Create and Install Queries

This page describes the CREATE QUERY and INSTALL QUERY commands, the steps that precede running an installed (compiled) procedural query. See

CREATE QUERY

Define and store a procedural query in the catalog for future use. The syntax of the query is checked but it is not compiled.

Required privilege

CREATE_QUERY or UPDATE_QUERY

  • To create a new query, CREATE_QUERY privilege is needed.
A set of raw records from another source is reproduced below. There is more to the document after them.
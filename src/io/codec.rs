//! Thin adapter over the row-level `csv` codec: raw rows in, validated
//! [`Record`]s out, and back.

use std::fs::{self, OpenOptions};
use std::io::{Read, Write};
use std::path::Path;

use csv::{ReaderBuilder, WriterBuilder};

use crate::error::CsvError;
use crate::record::{InvalidRecord, Record};

/// Defect found in a raw parsed row, reported to the parse fallback.
#[derive(Debug, Clone, Copy, PartialEq, Eq)]
pub(crate) struct RowDefect {
    pub(crate) line: u64,
    pub(crate) kind: InvalidRecord,
}

/// Decision applied to a defective row: substitute a record, skip it
/// (`Ok(None)`), or abort the whole read.
pub(crate) type RowFallback<'a> = &'a mut dyn FnMut(RowDefect) -> Result<Option<Record>, CsvError>;

/// Parses header and data rows into [`Record`]s.
///
/// Blank lines are skipped by the underlying reader. A row violating the
/// record invariants is handed to `fallback` instead of being silently
/// dropped.
pub(crate) fn parse(
    source: impl Read,
    delimiter: u8,
    fallback: RowFallback,
) -> Result<Vec<Record>, CsvError> {
    let mut reader = ReaderBuilder::new()
        .delimiter(delimiter)
        .has_headers(true)
        .flexible(false)
        .from_reader(source);
    let header = reader.headers()?.clone();
    let mut records = Vec::new();
    for row in reader.records() {
        let row = row?;
        let line = row.position().map(|position| position.line()).unwrap_or(0);
        let fields = header
            .iter()
            .zip(row.iter())
            .map(|(name, cell)| {
                let value = (!cell.is_empty()).then(|| cell.to_owned());
                (name.to_owned(), value)
            })
            .collect();
        match Record::new(fields) {
            Ok(record) => records.push(record),
            Err(kind) => {
                if let Some(substitute) = fallback(RowDefect { line, kind })? {
                    records.push(substitute);
                }
            }
        }
    }
    Ok(records)
}

/// Serializes the rows and persists them in one filesystem operation.
///
/// The header is emitted first in overwrite mode and omitted when appending.
/// Every row is padded or truncated to exactly the header's length before
/// serialization.
pub(crate) fn write(
    path: &Path,
    header: &[String],
    rows: Vec<Vec<String>>,
    delimiter: u8,
    overwrite: bool,
) -> Result<(), CsvError> {
    let mut buffer = Vec::new();
    {
        // Scoped so the writer releases its borrow of the buffer.
        let mut writer = WriterBuilder::new()
            .delimiter(delimiter)
            .flexible(false)
            .from_writer(&mut buffer);
        if overwrite {
            writer.write_record(header)?;
        }
        let width = header.len();
        for row in rows {
            writer.write_record(&sized(row, width))?;
        }
        writer.flush()?;
    }
    if overwrite {
        fs::write(path, buffer)?;
    } else {
        let mut file = OpenOptions::new().append(true).create(true).open(path)?;
        file.write_all(&buffer)?;
    }
    Ok(())
}

fn sized(mut row: Vec<String>, width: usize) -> Vec<String> {
    row.truncate(width);
    while row.len() < width {
        row.push(String::new());
    }
    row
}
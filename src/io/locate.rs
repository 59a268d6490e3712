//! Resolution of a configuration against the two storage backends: embedded
//! assets compiled into the binary, and the filesystem under a base
//! directory.

use std::fs::{self, File};
use std::io::{self, Cursor, Read};
use std::path::PathBuf;

use log::debug;

use crate::config::Configuration;
use crate::error::CsvError;

/// Embedded resource namespace: relative paths mapped to bytes compiled into
/// the binary.
///
/// Entries use the same relative paths a [`Configuration`] resolves to, e.g.
/// `"folder/data.csv"`:
///
/// ```
/// use typed_csv_rs::EmbeddedAssets;
///
/// static ASSETS: EmbeddedAssets =
///     EmbeddedAssets::new(&[("folder/data.csv", b"h1,h2\na,b\n")]);
/// ```
///
/// Assets are read-only; writes always target the filesystem.
#[derive(Debug, Clone, Copy, Default)]
pub struct EmbeddedAssets {
    entries: &'static [(&'static str, &'static [u8])],
}

impl EmbeddedAssets {
    pub const fn new(entries: &'static [(&'static str, &'static [u8])]) -> Self {
        Self { entries }
    }

    fn get(&self, path: &str) -> Option<&'static [u8]> {
        self.entries
            .iter()
            .find(|(name, _)| *name == path)
            .map(|(_, bytes)| *bytes)
    }
}

/// Resource handle produced by one resolution and consumed by exactly one
/// read.
pub(crate) enum Target {
    File(PathBuf),
    Stream(&'static [u8]),
}

impl Target {
    pub(crate) fn open(self) -> io::Result<Box<dyn Read>> {
        match self {
            Target::File(path) => Ok(Box::new(File::open(path)?)),
            Target::Stream(bytes) => Ok(Box::new(Cursor::new(bytes))),
        }
    }
}

/// Resolves logical relative paths against embedded assets first, then the
/// filesystem rooted at the base directory.
#[derive(Debug, Clone)]
pub(crate) struct Locator {
    base: PathBuf,
    assets: EmbeddedAssets,
}

impl Locator {
    pub(crate) fn new(base: PathBuf) -> Self {
        Self {
            base,
            assets: EmbeddedAssets::default(),
        }
    }

    /// A locator rooted at the process's current directory.
    pub(crate) fn current() -> Self {
        Self::new(std::env::current_dir().unwrap_or_else(|_| PathBuf::from(".")))
    }

    pub(crate) fn with_assets(mut self, assets: EmbeddedAssets) -> Self {
        self.assets = assets;
        self
    }

    /// Finds a readable target for the configuration, embedded assets first.
    pub(crate) fn locate(&self, config: &Configuration) -> Option<Target> {
        let relative = config.relative_path();
        if let Some(bytes) = self.assets.get(&relative) {
            return Some(Target::Stream(bytes));
        }
        let path = self.base.join(&relative);
        path.is_file().then_some(Target::File(path))
    }

    /// Resolves the write destination, creating the configured folder when
    /// missing.
    ///
    /// Only the one directory level named by the configuration is created,
    /// never an ancestor chain. Returns the destination path and whether the
    /// folder was created on this resolution; a freshly created folder has
    /// nothing to append to, so the caller forces overwrite mode. Resolving
    /// twice without a write in between neither errors nor re-creates the
    /// folder.
    pub(crate) fn resolve_or_create(
        &self,
        config: &Configuration,
    ) -> Result<(PathBuf, bool), CsvError> {
        let path = self.base.join(config.relative_path());
        if path.is_file() {
            return Ok((path, false));
        }
        let folder = config.folder_name();
        let mut created = false;
        if !folder.is_empty() {
            let dir = self.base.join(folder);
            if !dir.exists() {
                fs::create_dir(&dir)?;
                debug!("created folder {}", dir.display());
                created = true;
            }
        }
        Ok((path, created))
    }
}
  • To replace (update) a query, UPDATE_QUERY privilege is needed.

Basic Syntax and Example

Basic Syntax, with only the most common options
createQuery := CREATE [OR REPLACE] [DISTRIBUTED] [OPENCYPHER] queryName
               "(" [parameterList] ")"
               [FOR GRAPH graphName]
               "{" queryBody "}"

queryBody := [declStmts] queryBodyStmts
Example
CREATE OR REPLACE DISTRIBUTE QUERY listTopBooks (1)
    (INT k = 10) (2)
{
    AvgAccum<INT> @avg_rating; (3)

    books = SELECT b (4)
        FROM (u:User) -[r:User_Book_Rating]- (b:Book)
        ACCUM b.@avg_rating := r.rating
        ORDER BY b.@avg_rating DESC
        LIMIT k;
    PRINT books;
}
1 The queryName is listTopBooks.
2 The [parameterList] is a single parameter with a default value of 10.
3 There is one declStmt : a local accumulator AvgAccum to compute average ratings of books.
4 The queryBodyStmts has one SELECT and one PRINT statement.

Full Syntax and Options

Full syntax for CREATE QUERY
createQuery := CREATE [OR REPLACE] [TEMPLATE | DISTRIBUTED] QUERY
                [packageName["."packageName].]queryName
               "(" [parameterList] ")"
               [FOR GRAPH graphName]
               [RETURNS "("  baseType | accumType ")"]
               [API "(" apiName ")"]
               [SYNTAX syntaxName]
               "{" queryBody "}"

queryBody := [typedefs] [declExceptStmts] queryBodyStmts

Key Parts of CREATE QUERY

OR REPLACE

If the optional keywords OR REPLACE are included, then this query definition, if error-free, replaces a previous definition with the same query name. If the original query was installed, you’ll need to reinstall the new query.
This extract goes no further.